* EXERCISE: State the number of lines in the listing below that contain the word "fuzzy", and nothing besides.

--------------------------------

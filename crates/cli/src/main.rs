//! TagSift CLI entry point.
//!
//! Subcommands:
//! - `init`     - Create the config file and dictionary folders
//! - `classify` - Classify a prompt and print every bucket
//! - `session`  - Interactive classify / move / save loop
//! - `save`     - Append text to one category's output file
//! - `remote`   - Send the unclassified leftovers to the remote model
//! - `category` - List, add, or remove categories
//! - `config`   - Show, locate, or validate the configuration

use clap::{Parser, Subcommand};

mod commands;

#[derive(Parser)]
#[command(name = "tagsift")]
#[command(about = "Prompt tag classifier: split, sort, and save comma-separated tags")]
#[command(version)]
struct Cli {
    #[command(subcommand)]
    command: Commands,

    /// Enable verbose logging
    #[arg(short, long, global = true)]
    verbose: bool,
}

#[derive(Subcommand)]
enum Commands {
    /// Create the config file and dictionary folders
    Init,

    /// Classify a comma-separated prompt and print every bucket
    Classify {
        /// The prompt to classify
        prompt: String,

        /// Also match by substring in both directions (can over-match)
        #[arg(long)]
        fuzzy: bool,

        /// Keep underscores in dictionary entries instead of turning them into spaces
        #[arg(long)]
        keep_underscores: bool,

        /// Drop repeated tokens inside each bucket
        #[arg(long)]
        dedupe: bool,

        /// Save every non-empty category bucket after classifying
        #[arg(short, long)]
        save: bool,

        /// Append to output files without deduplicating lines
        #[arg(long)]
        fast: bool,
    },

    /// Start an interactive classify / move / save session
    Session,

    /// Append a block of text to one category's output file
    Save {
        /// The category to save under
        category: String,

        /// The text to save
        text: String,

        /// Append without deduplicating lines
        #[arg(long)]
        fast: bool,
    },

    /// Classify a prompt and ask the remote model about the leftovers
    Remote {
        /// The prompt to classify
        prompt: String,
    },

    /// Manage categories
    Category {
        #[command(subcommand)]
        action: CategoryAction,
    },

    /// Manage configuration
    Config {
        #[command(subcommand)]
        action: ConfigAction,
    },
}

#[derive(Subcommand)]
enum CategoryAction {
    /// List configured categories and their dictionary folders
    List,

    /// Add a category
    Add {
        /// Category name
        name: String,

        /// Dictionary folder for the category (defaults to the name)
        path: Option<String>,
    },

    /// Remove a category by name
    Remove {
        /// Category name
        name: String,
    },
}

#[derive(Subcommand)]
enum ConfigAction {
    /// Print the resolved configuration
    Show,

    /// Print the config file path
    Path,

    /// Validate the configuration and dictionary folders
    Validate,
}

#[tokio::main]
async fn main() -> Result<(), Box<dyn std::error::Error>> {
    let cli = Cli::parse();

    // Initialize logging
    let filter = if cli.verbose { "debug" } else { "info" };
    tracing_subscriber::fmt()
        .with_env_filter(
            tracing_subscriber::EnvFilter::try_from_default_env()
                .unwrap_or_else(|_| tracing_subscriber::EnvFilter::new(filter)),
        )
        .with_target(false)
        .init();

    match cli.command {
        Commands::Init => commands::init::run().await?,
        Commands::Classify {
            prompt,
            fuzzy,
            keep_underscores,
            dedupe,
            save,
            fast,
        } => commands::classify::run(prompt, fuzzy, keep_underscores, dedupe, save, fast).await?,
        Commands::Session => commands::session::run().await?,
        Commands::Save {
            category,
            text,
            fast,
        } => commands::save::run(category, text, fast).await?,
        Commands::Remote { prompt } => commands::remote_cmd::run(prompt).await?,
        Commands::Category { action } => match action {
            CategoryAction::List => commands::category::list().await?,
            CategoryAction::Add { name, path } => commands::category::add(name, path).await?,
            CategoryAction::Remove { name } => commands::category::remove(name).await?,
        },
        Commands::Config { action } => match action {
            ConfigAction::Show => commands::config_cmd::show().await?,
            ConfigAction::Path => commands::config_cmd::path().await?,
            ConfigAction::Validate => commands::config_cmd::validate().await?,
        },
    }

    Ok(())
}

--------------------------------

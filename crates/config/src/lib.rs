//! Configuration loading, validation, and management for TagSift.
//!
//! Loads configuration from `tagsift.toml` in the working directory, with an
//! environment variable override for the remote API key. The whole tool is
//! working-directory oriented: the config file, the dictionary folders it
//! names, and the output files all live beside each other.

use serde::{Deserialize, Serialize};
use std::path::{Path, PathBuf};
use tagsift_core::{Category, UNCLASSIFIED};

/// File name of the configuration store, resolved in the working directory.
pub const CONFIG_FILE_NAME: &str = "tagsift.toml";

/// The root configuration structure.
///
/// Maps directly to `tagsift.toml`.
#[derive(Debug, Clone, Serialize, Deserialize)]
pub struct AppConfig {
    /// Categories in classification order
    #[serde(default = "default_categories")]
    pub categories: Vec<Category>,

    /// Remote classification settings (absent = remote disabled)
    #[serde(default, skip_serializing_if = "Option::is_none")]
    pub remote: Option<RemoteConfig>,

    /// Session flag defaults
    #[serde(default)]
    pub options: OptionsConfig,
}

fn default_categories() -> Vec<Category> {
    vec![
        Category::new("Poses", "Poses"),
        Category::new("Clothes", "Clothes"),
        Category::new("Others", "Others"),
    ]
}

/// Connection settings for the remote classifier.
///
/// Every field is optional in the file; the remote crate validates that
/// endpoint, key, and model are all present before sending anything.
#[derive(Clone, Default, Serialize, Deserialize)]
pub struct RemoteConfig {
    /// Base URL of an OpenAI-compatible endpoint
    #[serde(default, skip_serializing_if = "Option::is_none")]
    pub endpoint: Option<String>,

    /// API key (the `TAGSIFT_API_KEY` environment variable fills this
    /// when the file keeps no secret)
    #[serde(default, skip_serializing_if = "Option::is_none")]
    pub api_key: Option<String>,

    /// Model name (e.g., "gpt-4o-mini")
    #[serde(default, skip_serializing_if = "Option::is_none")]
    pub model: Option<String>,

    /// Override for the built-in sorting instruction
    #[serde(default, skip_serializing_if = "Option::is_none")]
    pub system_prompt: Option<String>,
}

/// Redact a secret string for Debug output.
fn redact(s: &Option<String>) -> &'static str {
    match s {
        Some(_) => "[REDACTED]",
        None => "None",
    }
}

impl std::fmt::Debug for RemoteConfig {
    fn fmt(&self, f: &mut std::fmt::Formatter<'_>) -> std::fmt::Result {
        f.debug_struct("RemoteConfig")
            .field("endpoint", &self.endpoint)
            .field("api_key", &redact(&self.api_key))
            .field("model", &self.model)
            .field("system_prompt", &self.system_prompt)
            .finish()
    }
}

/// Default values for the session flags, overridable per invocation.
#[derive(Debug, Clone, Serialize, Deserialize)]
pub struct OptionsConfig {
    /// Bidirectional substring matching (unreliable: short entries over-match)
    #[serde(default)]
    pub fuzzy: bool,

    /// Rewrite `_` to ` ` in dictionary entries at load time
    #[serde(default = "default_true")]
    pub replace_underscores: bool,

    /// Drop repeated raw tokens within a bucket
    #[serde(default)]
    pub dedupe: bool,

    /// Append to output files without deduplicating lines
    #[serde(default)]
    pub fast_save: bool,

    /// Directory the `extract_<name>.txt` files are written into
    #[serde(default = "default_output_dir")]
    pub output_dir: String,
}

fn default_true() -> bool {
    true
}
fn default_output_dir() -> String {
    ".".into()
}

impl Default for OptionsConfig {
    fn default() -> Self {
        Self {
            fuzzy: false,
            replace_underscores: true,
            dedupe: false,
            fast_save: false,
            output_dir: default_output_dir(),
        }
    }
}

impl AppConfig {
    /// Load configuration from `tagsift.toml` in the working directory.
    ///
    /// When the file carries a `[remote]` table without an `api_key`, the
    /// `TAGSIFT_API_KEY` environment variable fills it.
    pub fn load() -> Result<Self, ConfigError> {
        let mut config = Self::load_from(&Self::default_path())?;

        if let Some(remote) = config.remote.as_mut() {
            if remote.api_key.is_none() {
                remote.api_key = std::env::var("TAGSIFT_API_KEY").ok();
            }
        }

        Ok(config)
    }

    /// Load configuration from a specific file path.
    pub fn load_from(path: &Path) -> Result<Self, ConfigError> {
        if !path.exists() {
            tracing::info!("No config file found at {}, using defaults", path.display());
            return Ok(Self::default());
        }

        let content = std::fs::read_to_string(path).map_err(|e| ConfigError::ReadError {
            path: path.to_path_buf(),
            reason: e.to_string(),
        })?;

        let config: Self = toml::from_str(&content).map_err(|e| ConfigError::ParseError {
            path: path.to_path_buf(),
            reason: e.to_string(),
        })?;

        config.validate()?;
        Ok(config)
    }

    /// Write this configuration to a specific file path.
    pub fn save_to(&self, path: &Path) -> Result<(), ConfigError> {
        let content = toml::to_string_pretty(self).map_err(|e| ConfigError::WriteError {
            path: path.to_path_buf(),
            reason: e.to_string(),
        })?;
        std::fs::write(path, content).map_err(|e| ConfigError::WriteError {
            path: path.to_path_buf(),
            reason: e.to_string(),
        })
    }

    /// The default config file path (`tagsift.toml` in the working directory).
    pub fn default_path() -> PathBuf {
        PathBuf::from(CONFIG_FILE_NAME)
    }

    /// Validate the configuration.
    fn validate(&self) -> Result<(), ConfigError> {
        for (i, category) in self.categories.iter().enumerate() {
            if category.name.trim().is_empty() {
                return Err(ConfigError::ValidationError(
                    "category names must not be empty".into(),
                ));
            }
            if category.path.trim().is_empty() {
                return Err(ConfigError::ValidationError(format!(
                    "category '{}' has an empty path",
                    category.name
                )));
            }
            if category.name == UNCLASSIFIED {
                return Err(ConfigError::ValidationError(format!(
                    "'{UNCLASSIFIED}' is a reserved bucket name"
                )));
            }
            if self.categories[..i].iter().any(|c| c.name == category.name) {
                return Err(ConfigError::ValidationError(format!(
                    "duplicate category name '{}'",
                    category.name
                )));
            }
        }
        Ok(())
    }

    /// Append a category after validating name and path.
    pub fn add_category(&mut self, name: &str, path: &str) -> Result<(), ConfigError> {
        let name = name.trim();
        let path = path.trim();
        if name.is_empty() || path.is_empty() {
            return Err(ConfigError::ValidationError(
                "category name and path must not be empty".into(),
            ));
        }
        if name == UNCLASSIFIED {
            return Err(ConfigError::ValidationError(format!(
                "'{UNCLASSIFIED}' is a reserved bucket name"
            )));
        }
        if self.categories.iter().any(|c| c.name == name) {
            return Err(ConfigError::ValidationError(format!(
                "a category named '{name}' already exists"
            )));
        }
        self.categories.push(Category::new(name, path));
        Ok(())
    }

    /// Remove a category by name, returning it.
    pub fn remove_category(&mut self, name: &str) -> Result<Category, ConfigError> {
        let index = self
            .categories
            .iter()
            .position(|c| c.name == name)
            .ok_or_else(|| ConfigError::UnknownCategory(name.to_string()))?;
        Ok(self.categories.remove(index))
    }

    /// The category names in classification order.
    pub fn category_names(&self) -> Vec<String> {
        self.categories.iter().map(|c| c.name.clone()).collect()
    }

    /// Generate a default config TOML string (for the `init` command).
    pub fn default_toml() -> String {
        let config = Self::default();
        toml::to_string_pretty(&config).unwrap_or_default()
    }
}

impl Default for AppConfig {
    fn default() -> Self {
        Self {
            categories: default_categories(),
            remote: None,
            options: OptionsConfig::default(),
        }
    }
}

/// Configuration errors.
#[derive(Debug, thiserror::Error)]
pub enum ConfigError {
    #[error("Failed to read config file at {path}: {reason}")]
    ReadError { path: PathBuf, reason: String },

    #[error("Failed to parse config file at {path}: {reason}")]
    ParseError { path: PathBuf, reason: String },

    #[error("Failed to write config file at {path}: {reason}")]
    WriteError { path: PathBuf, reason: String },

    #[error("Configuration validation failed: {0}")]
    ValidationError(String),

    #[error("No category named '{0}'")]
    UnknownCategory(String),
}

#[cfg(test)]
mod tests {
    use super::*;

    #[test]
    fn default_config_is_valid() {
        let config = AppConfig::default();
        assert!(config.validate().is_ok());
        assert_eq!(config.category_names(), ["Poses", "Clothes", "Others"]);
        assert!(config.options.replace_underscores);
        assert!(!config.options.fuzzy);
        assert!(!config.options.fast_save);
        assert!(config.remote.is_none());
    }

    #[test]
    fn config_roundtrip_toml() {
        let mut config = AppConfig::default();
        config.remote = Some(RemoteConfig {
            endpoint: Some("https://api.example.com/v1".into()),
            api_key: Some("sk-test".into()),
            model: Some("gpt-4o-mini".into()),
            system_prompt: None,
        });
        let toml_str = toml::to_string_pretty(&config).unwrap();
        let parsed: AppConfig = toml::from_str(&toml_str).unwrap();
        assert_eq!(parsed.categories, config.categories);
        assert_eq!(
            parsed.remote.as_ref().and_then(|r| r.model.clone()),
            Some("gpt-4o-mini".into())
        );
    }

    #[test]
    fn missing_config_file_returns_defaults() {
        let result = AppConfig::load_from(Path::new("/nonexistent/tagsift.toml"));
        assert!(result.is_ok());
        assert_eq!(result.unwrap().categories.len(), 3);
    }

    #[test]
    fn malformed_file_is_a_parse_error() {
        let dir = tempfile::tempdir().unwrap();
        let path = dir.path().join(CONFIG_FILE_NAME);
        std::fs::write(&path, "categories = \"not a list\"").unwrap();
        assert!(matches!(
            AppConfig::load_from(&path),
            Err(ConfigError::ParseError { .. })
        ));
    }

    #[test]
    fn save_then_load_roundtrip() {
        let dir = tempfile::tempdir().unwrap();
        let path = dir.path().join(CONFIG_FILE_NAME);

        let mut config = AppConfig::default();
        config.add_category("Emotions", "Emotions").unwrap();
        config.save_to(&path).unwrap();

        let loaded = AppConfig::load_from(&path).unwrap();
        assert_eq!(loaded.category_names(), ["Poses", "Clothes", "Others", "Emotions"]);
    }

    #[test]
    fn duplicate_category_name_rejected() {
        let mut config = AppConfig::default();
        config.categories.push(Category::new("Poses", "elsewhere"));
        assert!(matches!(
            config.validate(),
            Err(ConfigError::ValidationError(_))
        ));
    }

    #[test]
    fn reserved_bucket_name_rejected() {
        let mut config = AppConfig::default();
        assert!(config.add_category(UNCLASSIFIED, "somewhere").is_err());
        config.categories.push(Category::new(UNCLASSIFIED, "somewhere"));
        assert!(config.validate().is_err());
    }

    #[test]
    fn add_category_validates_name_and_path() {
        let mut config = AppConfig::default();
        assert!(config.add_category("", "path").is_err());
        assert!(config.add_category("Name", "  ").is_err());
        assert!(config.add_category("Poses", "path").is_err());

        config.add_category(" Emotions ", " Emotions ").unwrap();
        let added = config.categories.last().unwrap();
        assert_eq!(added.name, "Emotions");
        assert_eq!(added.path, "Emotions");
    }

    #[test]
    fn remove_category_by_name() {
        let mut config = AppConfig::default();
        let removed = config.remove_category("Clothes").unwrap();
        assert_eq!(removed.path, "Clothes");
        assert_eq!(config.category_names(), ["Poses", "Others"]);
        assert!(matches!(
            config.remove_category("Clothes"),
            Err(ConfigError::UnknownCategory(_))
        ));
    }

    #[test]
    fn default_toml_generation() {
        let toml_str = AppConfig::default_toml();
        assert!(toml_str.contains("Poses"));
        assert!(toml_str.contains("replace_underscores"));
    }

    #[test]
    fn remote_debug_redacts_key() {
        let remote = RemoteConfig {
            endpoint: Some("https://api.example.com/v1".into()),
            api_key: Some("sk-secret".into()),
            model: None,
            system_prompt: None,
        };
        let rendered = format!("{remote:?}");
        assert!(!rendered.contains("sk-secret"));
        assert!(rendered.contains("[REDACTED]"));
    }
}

--------------------------------

* EXPECTED ANSWER: 6